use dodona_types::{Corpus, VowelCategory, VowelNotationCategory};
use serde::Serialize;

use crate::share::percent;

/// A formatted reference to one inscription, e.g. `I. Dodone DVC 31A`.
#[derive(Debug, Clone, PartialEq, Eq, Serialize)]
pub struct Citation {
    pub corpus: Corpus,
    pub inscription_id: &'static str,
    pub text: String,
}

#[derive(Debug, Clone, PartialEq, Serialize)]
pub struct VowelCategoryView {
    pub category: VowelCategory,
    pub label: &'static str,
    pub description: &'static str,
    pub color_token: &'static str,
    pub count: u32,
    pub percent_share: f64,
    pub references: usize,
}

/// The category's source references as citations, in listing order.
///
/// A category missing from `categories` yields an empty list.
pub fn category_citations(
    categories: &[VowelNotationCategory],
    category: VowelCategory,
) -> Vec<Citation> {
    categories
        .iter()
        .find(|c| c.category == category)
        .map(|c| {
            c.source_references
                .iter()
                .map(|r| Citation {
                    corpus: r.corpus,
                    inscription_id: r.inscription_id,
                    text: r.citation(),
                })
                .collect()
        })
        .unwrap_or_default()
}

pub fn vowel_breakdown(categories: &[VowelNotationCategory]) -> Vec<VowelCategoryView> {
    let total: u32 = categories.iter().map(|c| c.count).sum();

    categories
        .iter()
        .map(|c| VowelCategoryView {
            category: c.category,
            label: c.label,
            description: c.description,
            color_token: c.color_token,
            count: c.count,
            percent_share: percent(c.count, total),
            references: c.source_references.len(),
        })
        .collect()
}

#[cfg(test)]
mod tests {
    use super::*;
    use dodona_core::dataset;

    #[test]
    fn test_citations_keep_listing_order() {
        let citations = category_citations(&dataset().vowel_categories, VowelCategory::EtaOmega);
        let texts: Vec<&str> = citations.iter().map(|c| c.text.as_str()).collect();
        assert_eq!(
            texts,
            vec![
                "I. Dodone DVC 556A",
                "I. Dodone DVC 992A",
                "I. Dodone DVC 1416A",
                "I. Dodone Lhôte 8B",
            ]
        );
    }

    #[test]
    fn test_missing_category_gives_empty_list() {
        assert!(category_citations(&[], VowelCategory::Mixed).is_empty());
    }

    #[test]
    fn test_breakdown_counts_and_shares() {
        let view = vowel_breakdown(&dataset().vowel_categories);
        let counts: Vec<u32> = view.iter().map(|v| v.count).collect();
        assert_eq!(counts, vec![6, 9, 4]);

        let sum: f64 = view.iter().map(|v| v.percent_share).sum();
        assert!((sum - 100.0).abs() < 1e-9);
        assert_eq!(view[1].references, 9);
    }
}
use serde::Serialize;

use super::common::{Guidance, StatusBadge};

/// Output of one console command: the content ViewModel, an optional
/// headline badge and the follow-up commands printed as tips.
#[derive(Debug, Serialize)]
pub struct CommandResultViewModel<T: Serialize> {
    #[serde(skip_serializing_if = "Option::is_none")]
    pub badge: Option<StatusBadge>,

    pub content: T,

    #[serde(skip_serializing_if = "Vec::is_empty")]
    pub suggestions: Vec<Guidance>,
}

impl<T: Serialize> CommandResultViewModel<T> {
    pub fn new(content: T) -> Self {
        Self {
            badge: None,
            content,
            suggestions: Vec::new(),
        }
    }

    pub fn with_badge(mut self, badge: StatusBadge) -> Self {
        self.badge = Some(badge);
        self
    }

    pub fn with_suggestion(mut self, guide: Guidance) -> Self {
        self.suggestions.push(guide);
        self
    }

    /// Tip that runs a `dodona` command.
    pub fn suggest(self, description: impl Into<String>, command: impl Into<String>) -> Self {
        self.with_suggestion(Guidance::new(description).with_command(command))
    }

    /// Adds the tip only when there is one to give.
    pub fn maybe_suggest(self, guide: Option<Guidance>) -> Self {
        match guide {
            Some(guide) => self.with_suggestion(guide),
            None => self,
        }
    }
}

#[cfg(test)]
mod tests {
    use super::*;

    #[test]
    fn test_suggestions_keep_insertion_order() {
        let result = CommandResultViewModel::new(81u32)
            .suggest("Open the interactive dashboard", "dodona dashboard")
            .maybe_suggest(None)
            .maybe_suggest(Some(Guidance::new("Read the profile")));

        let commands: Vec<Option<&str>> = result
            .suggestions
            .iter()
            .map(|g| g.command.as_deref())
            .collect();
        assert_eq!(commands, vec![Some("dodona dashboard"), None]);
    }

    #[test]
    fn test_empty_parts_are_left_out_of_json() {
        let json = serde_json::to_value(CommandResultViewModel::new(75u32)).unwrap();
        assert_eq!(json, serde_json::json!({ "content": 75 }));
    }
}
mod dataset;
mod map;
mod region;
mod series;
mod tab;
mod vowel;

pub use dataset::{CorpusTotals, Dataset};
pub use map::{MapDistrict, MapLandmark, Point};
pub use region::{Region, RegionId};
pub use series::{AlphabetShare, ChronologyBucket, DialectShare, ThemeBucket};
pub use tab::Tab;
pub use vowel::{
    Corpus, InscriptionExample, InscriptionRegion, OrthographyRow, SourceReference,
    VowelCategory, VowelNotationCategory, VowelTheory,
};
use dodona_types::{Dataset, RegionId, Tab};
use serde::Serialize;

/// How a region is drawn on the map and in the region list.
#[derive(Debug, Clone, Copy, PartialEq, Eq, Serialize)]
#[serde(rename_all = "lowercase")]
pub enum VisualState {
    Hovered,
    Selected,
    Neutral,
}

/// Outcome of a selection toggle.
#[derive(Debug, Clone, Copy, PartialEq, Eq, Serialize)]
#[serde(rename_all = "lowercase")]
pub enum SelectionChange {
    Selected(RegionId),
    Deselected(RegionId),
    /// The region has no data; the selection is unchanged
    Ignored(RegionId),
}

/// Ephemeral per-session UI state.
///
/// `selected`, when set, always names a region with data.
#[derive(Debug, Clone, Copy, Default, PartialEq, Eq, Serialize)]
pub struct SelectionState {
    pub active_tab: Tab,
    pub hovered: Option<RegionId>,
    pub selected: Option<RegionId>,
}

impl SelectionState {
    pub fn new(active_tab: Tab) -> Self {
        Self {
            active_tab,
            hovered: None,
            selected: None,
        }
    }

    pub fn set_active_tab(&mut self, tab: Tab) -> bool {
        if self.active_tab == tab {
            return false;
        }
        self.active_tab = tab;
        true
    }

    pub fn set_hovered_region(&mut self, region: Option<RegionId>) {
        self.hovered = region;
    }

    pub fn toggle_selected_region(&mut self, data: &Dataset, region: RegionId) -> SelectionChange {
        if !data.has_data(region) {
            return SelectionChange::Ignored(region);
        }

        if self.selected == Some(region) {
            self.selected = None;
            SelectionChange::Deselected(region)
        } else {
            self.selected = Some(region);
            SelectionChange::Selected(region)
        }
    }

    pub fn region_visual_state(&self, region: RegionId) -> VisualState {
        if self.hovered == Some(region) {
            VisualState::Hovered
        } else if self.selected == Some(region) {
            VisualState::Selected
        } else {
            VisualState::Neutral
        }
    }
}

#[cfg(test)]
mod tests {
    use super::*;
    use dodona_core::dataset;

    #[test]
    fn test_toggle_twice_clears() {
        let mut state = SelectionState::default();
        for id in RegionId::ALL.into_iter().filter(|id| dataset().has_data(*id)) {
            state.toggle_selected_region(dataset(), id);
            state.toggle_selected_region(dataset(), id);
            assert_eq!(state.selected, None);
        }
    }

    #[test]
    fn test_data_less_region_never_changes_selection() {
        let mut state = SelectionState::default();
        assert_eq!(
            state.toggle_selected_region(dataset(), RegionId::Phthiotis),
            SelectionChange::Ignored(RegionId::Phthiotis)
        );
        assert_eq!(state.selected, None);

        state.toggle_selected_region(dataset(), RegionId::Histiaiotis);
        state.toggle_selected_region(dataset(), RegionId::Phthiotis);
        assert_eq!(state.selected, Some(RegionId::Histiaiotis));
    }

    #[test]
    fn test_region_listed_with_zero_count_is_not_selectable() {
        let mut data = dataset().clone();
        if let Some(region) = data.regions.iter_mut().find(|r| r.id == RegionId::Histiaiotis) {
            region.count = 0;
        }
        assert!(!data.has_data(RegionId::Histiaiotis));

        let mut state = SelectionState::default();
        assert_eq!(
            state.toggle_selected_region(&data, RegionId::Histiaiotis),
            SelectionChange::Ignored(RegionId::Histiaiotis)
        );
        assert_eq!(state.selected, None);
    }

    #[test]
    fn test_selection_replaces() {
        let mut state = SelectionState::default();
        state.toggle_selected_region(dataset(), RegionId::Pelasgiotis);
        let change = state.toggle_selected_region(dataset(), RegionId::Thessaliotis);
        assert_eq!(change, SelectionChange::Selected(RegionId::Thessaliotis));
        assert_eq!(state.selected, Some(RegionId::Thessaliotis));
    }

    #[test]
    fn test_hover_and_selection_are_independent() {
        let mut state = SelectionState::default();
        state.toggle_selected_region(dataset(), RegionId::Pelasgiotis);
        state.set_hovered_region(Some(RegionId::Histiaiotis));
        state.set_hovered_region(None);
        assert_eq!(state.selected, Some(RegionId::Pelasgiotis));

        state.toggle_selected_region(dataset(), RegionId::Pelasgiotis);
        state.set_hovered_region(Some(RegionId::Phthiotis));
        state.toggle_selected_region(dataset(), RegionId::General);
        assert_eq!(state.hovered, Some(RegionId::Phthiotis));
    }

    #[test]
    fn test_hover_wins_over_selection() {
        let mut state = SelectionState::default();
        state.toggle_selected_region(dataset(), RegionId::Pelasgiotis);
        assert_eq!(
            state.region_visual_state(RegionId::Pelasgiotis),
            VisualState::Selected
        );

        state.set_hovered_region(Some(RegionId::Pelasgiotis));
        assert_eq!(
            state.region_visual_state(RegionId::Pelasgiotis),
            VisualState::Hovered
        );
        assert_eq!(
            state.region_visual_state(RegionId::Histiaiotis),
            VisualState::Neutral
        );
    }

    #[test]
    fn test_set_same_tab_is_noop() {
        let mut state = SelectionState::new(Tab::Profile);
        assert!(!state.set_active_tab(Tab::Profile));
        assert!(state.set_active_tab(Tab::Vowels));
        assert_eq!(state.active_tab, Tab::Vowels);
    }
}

__________

- **YOUR ASSIGNMENT**:
Copy each line above that contains the string "VowelCategoryView".

- **SOLUTION TO THIS EXERCISE**:
pub struct VowelCategoryView {
pub fn vowel_breakdown(categories: &[VowelNotationCategory]) -> Vec<VowelCategoryView> {
        .map(|c| VowelCategoryView {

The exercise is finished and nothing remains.